How Can Europe Achieve More Competitiveness and Resilience?
- Economic development in Europe is currently affected by both cyclical weakness and medium to long term structural challenges.
- The long term challenges have been known for some time, but not managed well: demographic change, digitization and climate change.
- The pandemic and the Russian attack on Ukraine force Europe to respond to growing trade frictions and geopolitical tensions and to spend more on defence.
- To preserve competitiveness Europe needs a consistent economic policy strategy which balances new budgetary priorities with the need to improve conditions for private investment.
- This agenda includes a redesign of the green deal, a greater focus on the provision of European public goods and a deepening of the internal market.
Opening Keynote: Thursday, 5 December 2024 I 09:15 – 10:30
This keynote session will be held in English language.
Prof. Dr. Dr. h.c. Clemens Fuest
ifo Institute – Leibniz Institute for Economic Research at the University of Munich e.V. I President
born in 1968, is President of the Ifo Institute – Leibniz Institute for Economic Research at the University of Munich e.V., Managing Director of CESifo GmbH, Professor of Economics at the Ludwig Maximilian University of Munich and Director of the Center for Economic Studies (CES) at the Ludwig Maximilian University of Munich.

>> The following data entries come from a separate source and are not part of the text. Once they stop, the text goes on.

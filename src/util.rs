//! Name and callback normalization.

use std::sync::Arc;

use serde_json::Value;

use crate::event::{Event, EventError};

/// Canonical form for event callbacks.
///
/// Every invocable handed to event construction is wrapped into this shared,
/// uniformly-callable form. A callback receives the event itself plus the
/// call-time arguments and produces a [`Value`] result; returning
/// [`Value::Null`] defers to whatever the callback set through
/// [`Event::set_return_value`].
pub type Callback = Arc<dyn Fn(&Event, &[Value]) -> Value + Send + Sync>;

/// Normalize an event name: trim surrounding whitespace, then lowercase.
///
/// # Errors
///
/// Returns [`EventError::EmptyName`] if the trimmed name is empty.
///
/// # Examples
///
/// ```
/// use tinderbox::normalize_name;
///
/// assert_eq!(normalize_name(" Click ").unwrap(), "click");
/// assert!(normalize_name("   ").is_err());
/// ```
pub fn normalize_name(name: &str) -> Result<String, EventError> {
    let name = name.trim();
    if name.is_empty() {
        return Err(EventError::EmptyName);
    }

    Ok(name.to_lowercase())
}

/// Wrap a compatible closure or function into the canonical [`Callback`] form.
pub fn normalize_callback<F>(callback: F) -> Callback
where
    F: Fn(&Event, &[Value]) -> Value + Send + Sync + 'static,
{
    Arc::new(callback)
}
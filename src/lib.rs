//! In-process named events with synchronous dispatch.
//!
//! Register a callback under a string name, optionally mark it repeating,
//! and fire it later by name with run-time arguments. Dispatch is
//! synchronous and re-entrant: the callback runs on the caller's thread
//! before `fire` returns, and may itself register, remove, or fire events
//! through the same manager.
//!
//! ## Features
//!
//! - **Named registry** - One callback per normalized name; the last
//!   registration wins
//! - **Once events** - Registrations removed automatically after their
//!   first dispatch (the default)
//! - **Dynamic state** - A free-form per-event attribute bag callbacks can
//!   read and write mid-dispatch
//! - **Propagation control** - Permanently disable an event's callback
//!   while keeping its record
//! - **Decoupled callbacks** - Closures live in a side table keyed by event
//!   identity, so inspecting an event never drags in captured state
//!
//! ## Quick Start
//!
//! ```
//! use serde_json::json;
//! use tinderbox::EventManager;
//!
//! # fn main() -> Result<(), Box<dyn std::error::Error>> {
//! let manager = EventManager::new();
//!
//! manager.add("save", |_event, args| {
//!     json!(args[0].as_i64().unwrap_or(0) * 2)
//! })?;
//!
//! assert_eq!(manager.fire("save", &[json!(21)])?, Some(json!(42)));
//!
//! // Events default to once: the registration is gone after the fire.
//! assert!(!manager.has("save")?);
//! # Ok(())
//! # }
//! ```
//!
//! ## Repeating Events
//!
//! ```
//! use serde_json::json;
//! use tinderbox::{EventManager, EventOptions};
//!
//! # fn main() -> Result<(), Box<dyn std::error::Error>> {
//! let manager = EventManager::new();
//!
//! manager.add_with(
//!     "tick",
//!     |event, _args| json!(event.fired() + 1),
//!     EventOptions::new().with_once(false),
//! )?;
//!
//! assert_eq!(manager.fire("tick", &[])?, Some(json!(1)));
//! assert_eq!(manager.fire("tick", &[])?, Some(json!(2)));
//! assert!(manager.has("tick")?);
//! # Ok(())
//! # }
//! ```
//!
//! ## Event State
//!
//! Every event carries an attribute bag with the reserved keys `once`,
//! `data`, and `fired` pre-populated. Callbacks may stash ad-hoc values on
//! the event for the caller to read afterwards; reading a key that was
//! never written is an error.
//!
//! ```
//! use serde_json::json;
//! use tinderbox::{EventManager, EventOptions};
//!
//! # fn main() -> Result<(), Box<dyn std::error::Error>> {
//! let manager = EventManager::new();
//!
//! manager.add_with(
//!     "upload",
//!     |event, args| {
//!         event.set("bytes", args[0].clone());
//!         json!("done")
//!     },
//!     EventOptions::new().with_data(json!({"retries": 3})),
//! )?;
//!
//! let event = manager.get("upload")?.unwrap();
//! manager.fire("upload", &[json!(1024)])?;
//!
//! assert_eq!(event.get("bytes")?, json!(1024));
//! assert_eq!(event.get("data")?, json!({"retries": 3}));
//! assert!(event.get("nope").is_err());
//! # Ok(())
//! # }
//! ```
//!
//! ## Propagation Control
//!
//! ```
//! use serde_json::json;
//! use tinderbox::{Event, EventOptions};
//!
//! # fn main() -> Result<(), Box<dyn std::error::Error>> {
//! let event = Event::new("beacon", |_event, _args| json!("ran"), EventOptions::new())?;
//!
//! event.stop_propagation();
//!
//! // The callback never runs; attempts still count.
//! assert_eq!(event.invoke(&[])?, None);
//! assert_eq!(event.fired(), 1);
//! # Ok(())
//! # }
//! ```

pub mod event;
pub mod manager;
pub mod storage;
pub mod util;

mod firer;

pub use event::{Event, EventError, EventOptions, EventSnapshot};
pub use manager::{Emitter, EventManager, EventManagerError};
pub use util::{Callback, normalize_callback, normalize_name};
//! # Key-Value Store
//!
//! The narrow slice of Redis the service uses, behind a trait so routes can
//! run against [`memory::MemoryStore`] in tests and
//! [`redis::RedisStore`] in production.
//!
//! Values are strings; structured records go through [`get_json`] and
//! [`set_json`].

pub mod memory;
pub mod redis;

use std::collections::HashMap;
use std::time::Duration;

use async_trait::async_trait;
use serde::de::DeserializeOwned;
use serde::Serialize;

pub use self::memory::MemoryStore;
pub use self::redis::RedisStore;

/// Errors from the store.
#[derive(Debug, thiserror::Error)]
pub enum StoreError {
    /// Connection or command failure in the backend.
    #[error("store backend error: {0}")]
    Backend(String),

    /// The key holds a value of another type.
    #[error("key {0} holds a value of the wrong type")]
    WrongType(String),

    /// A stored value could not be (de)serialized.
    #[error("stored value is not valid JSON: {0}")]
    Serialization(#[from] serde_json::Error),
}

/// String, hash, and set operations over a shared key space.
#[async_trait]
pub trait KvStore: Send + Sync {
    /// `GET`.
    async fn get(&self, key: &str) -> Result<Option<String>, StoreError>;

    /// `SET`, with `PX` when `ttl` is given.
    async fn set(&self, key: &str, value: &str, ttl: Option<Duration>) -> Result<(), StoreError>;

    /// `GETDEL`: read and remove in one step.
    async fn take(&self, key: &str) -> Result<Option<String>, StoreError>;

    /// `DEL`. Returns whether the key existed.
    async fn delete(&self, key: &str) -> Result<bool, StoreError>;

    /// `HGETALL`. An absent key is an empty map.
    async fn hash_get_all(&self, key: &str) -> Result<HashMap<String, String>, StoreError>;

    /// `HSET` with one or more field/value pairs.
    async fn hash_set(&self, key: &str, fields: &[(String, String)]) -> Result<(), StoreError>;

    /// `SADD`. Returns whether the member was new.
    async fn set_add(&self, key: &str, member: &str) -> Result<bool, StoreError>;

    /// `SMEMBERS`. An absent key is an empty set.
    async fn set_members(&self, key: &str) -> Result<Vec<String>, StoreError>;

    /// `PING`, for readiness.
    async fn ping(&self) -> Result<(), StoreError>;
}

/// Read and deserialize a JSON value.
pub async fn get_json<T: DeserializeOwned>(
    store: &dyn KvStore,
    key: &str,
) -> Result<Option<T>, StoreError> {
    match store.get(key).await? {
        Some(raw) => Ok(Some(serde_json::from_str(&raw)?)),
        None => Ok(None),
    }
}

/// Serialize and write a JSON value.
pub async fn set_json<T: Serialize + ?Sized>(
    store: &dyn KvStore,
    key: &str,
    value: &T,
    ttl: Option<Duration>,
) -> Result<(), StoreError> {
    let raw = serde_json::to_string(value)?;
    store.set(key, &raw, ttl).await
}

/// Key layout under the configured prefix.
#[derive(Debug, Clone, PartialEq, Eq)]
pub struct KeySpace {
    prefix: String,
}

/// Prefix of session keys. Not affected by `REDIS_KEY_PREFIX`.
pub const SESSION_KEY_PREFIX: &str = "rgdm-session-";

impl KeySpace {
    pub fn new(prefix: impl Into<String>) -> Self {
        Self {
            prefix: prefix.into(),
        }
    }

    /// Uploaded presentation under a caller-chosen key.
    pub fn upload(&self, key: &str) -> String {
        format!("{}:{key}", self.prefix)
    }

    /// Wallet address → user id index.
    pub fn user_wallet(&self, wallet: &str) -> String {
        format!("{}:user-wallet:{wallet}", self.prefix)
    }

    /// Profile hash of a user.
    pub fn user(&self, user_id: &str) -> String {
        format!("{}:user:{user_id}", self.prefix)
    }

    /// Short-lived token issued at login.
    pub fn login_token(&self, key: &str) -> String {
        format!("{}:login-token:{key}", self.prefix)
    }

    pub fn raid(&self, id: &uuid::Uuid) -> String {
        format!("{}:raid:{id}", self.prefix)
    }

    pub fn raids(&self) -> String {
        format!("{}:raids", self.prefix)
    }

    pub fn session(&self, sid: &str) -> String {
        format!("{SESSION_KEY_PREFIX}{sid}")
    }
}
//! # OpenAPI Specification Assembly
//!
//! Assembles the utoipa-documented routes into one OpenAPI document served at
//! `/openapi.json`.

use axum::routing::get;
use axum::{Json, Router};
use utoipa::OpenApi;

use crate::state::AppState;

/// OpenAPI document for the whole service.
#[derive(OpenApi)]
#[openapi(
    info(
        title = "rgdm API",
        version = "0.1.0",
        description = "WIDE presentation intake, sessions, profiles, raids, and presentation verification.",
        license(name = "AGPL-3.0-or-later")
    ),
    paths(
        // WIDE
        crate::routes::wide::upload_data,
        crate::routes::wide::register_profile_data,
        crate::routes::wide::login,
        // Web app
        crate::routes::rgdm::hello,
        crate::routes::rgdm::create_session,
        crate::routes::rgdm::logout,
        crate::routes::rgdm::profile,
        crate::routes::rgdm::verify,
        // Raids
        crate::routes::raids::create_raid,
        crate::routes::raids::list_raids,
        crate::routes::raids::get_raid,
        crate::routes::raids::join_raid,
    ),
    components(schemas(
        crate::error::ErrorBody,
        crate::error::ErrorDetail,
        crate::routes::StatusMessage,
        crate::routes::DataRequest,
        crate::routes::wide::UploadRequest,
        crate::routes::rgdm::SessionRequest,
        crate::routes::rgdm::ProfileResponse,
        crate::routes::rgdm::VerifyRequest,
        crate::routes::rgdm::VerifyResponse,
        crate::routes::raids::RaidRecord,
        crate::routes::raids::CreateRaidRequest,
    )),
    tags(
        (name = "wide", description = "Presentation intake from the WIDE wallet service"),
        (name = "rgdm", description = "Sessions, profile, and verification for the web app"),
        (name = "raids", description = "Raid records"),
    )
)]
pub struct ApiDoc;

pub fn router() -> Router<AppState> {
    Router::new().route("/openapi.json", get(openapi_json))
}

async fn openapi_json() -> Json<utoipa::openapi::OpenApi> {
    Json(ApiDoc::openapi())
}

#[cfg(test)]
mod tests {
    use super::*;

    #[test]
    fn spec_lists_every_route() {
        let doc = ApiDoc::openapi();
        for path in [
            "/wide/uploadData",
            "/wide/registerProfileData/{type}",
            "/wide/login",
            "/rgdm",
            "/rgdm/session",
            "/rgdm/logout",
            "/rgdm/profile",
            "/rgdm/verify",
            "/rgdm/raids",
            "/rgdm/raids/{id}",
            "/rgdm/raids/{id}/join",
        ] {
            assert!(doc.paths.paths.contains_key(path), "missing {path}");
        }
    }
}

He is, among others, a member of the Scientific Advisory Board at the German Federal Ministry of Finance, the European Academy of Sciences, and the Bavarian Academy of Sciences. He is a member of the Scientific Advisory Board of the Stiftung Marktwirtschaft (Kronberger Kreis) and the Stiftung Familienunternehmen. From 2018 to 2021 he was President of the IIPF (International Institute of Public Finance e.V.). In 2013, he was honored with the Gustav Stolper Prize of the Verein für Socialpolitik, and in 2019, with the Hanns Martin Schleyer Prize for 2018. In 2017, he received an honorary doctorate from the Karlsruhe Institute of Technology (KIT). In July 2023, he was awarded the Bavarian Order of Maximilian for Science and Art.
His research areas are economic and financial policy, international taxation, tax policy, European integration.
Prior to his appointment in Munich, he was a professor at the Universities of Cologne (2001-2008), Oxford (2008-2013) and Mannheim (2013-2016).
He is the author of books and has written many commentaries and name articles on current economic policy issues in national and international journals. He also writes for newspapers such as Handelsblatt, FAZ, Die Zeit, SZ, Wirtschafts-Woche, Financial Times or Wall Street Journal.